Ancora più eclatante è stata la consapevole decisione del sindaco Merola di abbandonare il ruolo di arbitro super partes, che gli affiderebbe in questo caso lo statuto comunale, per scendere direttamente in campo nella partita referendaria, appoggiando pubblicamente i fautori del mantenimento del sistema integrato e arrivando a mettere a loro disposizione la quota degli spazi pubblici normalmente riservata alla comunicazione istituzionale. In questo modo i sostenitori delle sovvenzioni alla scuola privata (opzione “B” al referendum) dispongono dei 2/3 degli spazi informativi, contro solo 1/3 riservato ai sostenitori dell’abolizione del finanziamento pubblico (opzione “A” al referendum). In un eccesso di sincerità, il sindaco bolognese è arrivato ad affermare che non terrà comunque conto dell’eventuale esito referendario, se a lui sfavorevole, essendo la sua natura semplicemente consultiva.

Conscio che le implicazioni della contesa referendaria stavano rapidamente travalicando l’ambito locale, assumendo i caratteri di una significativa partita in difesa dei principi costituzionali, il Comitato Articolo 33 ha deciso quindi di ampliare il perimetro della propria azione, promuovendo un appello nazionale, intitolato “Bologna riguarda l’Italia”, che ha rapidamente raccolto l’adesione di importanti personalità del mondo della cultura, della politica e del sindacato: da Stefano Rodotà, che ha accettato di assumere il ruolo di presidente onorario del Comitato, a Margherita Hack, Andrea Camilleri, Wu Ming, Maurizio Landini, Salvatore Settis, Luciano Gallino e molti altri (per vedere tutte le adesioni consulta il sito del Comitato: http://referendum.articolo33.org/ ).

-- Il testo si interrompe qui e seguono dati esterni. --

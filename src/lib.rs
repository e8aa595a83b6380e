//! # rotaplate
//!
//! A motion controller for a stepper-driven rotary platform, with position
//! tracking, reference seeking, and a persisted configuration.
//!
//! ## Features
//!
//! - **Hardware abstraction**: Traits for the pulse source, reference
//!   sensor, and settle delays
//! - **Position tracking**: Logical angular position maintained from
//!   step-edge feedback, re-anchored by reference seeks
//! - **Bounded and continuous motion**: Absolute moves with a step budget,
//!   single-unit advances, free-running pulse trains
//! - **Busy protection**: One motion at a time; conflicting demands are
//!   rejected, never queued
//! - **Persisted configuration**: Direction, speed, and microstep setting
//!   survive restarts through a tiny text file
//!
//! ## Architecture
//!
//! The crate is structured to allow testing on desktop without hardware:
//!
//! - `traits` - Hardware abstractions and the shared `Direction` enum
//! - `state` - Microstep math, step/frequency/RPM conversions, motor state
//! - `commands` - Command and outcome types for the protocol layer
//! - `controller` - Main motion state machine tying everything together
//! - `config` - The persisted three-line configuration format
//! - `hal` - Concrete implementations (mock for testing)
//! - `services` - Tokio event funnel owning the controller (feature `runtime`)
//!
//! ## Example
//!
//! ```rust
//! use rotaplate::{MotionController, MotionCommand, MotionKind};
//! use rotaplate::hal::{MockDelay, MockPulse, MockReference};
//!
//! // Create controller with mock hardware
//! let mut controller =
//!     MotionController::new(MockPulse::new(), MockReference::new(), MockDelay::new()).unwrap();
//!
//! // Demand an absolute move
//! let outcome = controller.apply_command(MotionCommand::MoveTo(120.0)).unwrap();
//! assert!(outcome.is_accepted());
//!
//! // Feed step edges from the hardware notification path
//! while controller.pending_steps() > 0 {
//!     controller.on_step_edge();
//! }
//!
//! // Finalize the move
//! controller.poll().unwrap();
//! assert_eq!(controller.motion_kind(), MotionKind::Idle);
//! ```

#![cfg_attr(not(feature = "std"), no_std)]
#![warn(missing_docs)]

extern crate alloc;

/// Command and outcome types for the motion controller.
pub mod commands;
/// Persisted platform configuration (three-line text format).
pub mod config;
/// Main motion controller: state machine, step bookkeeping, finalization.
pub mod controller;
/// Hardware abstraction layer with mock implementations for testing.
pub mod hal;
/// Microstep configuration, step/frequency/RPM math, and motor state.
pub mod state;
/// Core traits for hardware abstraction.
pub mod traits;

/// Tokio event funnel owning the controller (feature-gated).
#[cfg(feature = "runtime")]
pub mod services;

// Re-exports for convenience
pub use commands::{CommandOutcome, MotionCommand, RejectReason};
pub use config::PlatformConfig;
pub use controller::{MotionController, MotionStatus};
pub use state::{
    frequency_for_rpm, rpm_for_frequency, Microstep, MotionKind, MotorState,
    DEFAULT_REFERENCE_POSITION, DEFAULT_RPM, DIRECTION_SETTLE_MS, FULL_STEPS_PER_REV, RUN_DUTY,
    SEEK_FREQUENCY_HZ,
};
pub use traits::{Delay, Direction, PulseSource, ReferenceSensor};

#[cfg(feature = "std")]
pub use traits::StdDelay;

#[cfg(feature = "runtime")]
pub use services::{MotionEvent, MotionHandle, MotionRunner, RunnerClosed};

Le parole dell’appello chiariscono il valore generale assunto dalla contesa referendaria bolognese: “La portata di questo referendum va ben oltre i confini comunali. E’ l’occasione per dare un segnale forte contro i continui tagli alla scuola pubblica e l’aumento dei fondi alle scuole paritarie private. In Italia c’è urgente bisogno di rifinanziare e riqualificare la scuola pubblica, quella che non fa distinzioni di censo, di religione, di provenienza. Quella dove le giovani cittadine e i giovani cittadini italiani ed europei imparano la convivenza nella diversità”.
Alla mobilitazione dei firmatari dell’appello nazionale, simpaticamente definiti da un assessore della giunta bolognese “intellettuali marziani di sinistra”, i sostenitori dell’opzione referendaria “B” hanno replicato con un manifesto in 10 punti a favore del sistema integrato pubblico-privato. Non casualmente, la sua presentazione è stata affidata all’ex-sindaco (in seguito senatore Pd) Walter Vitali e al professor Stefano Zamagni, economista bocconiano, figura di riferimento del mondo accademico cattolico bolognese, nonché maestro dell’altro ex-sindaco Flavio Delbono. Simbolicamente ricostruito l’accordo politico che diede vita negli anni Novanta al sistema integrato bolognese di istruzione, la lettura del manifesto ne rivela con coerenza gli elementi fondanti. Agli attacchi strumentali sul presunto carattere ideologico e laicista della proposta referendaria, alle falsità propalate sui suoi contenuti di merito, si affianca ora la consapevole rivendicazione di un modello di istruzione che si situa al di fuori del perimetro delineato dalla Costituzione repubblicana.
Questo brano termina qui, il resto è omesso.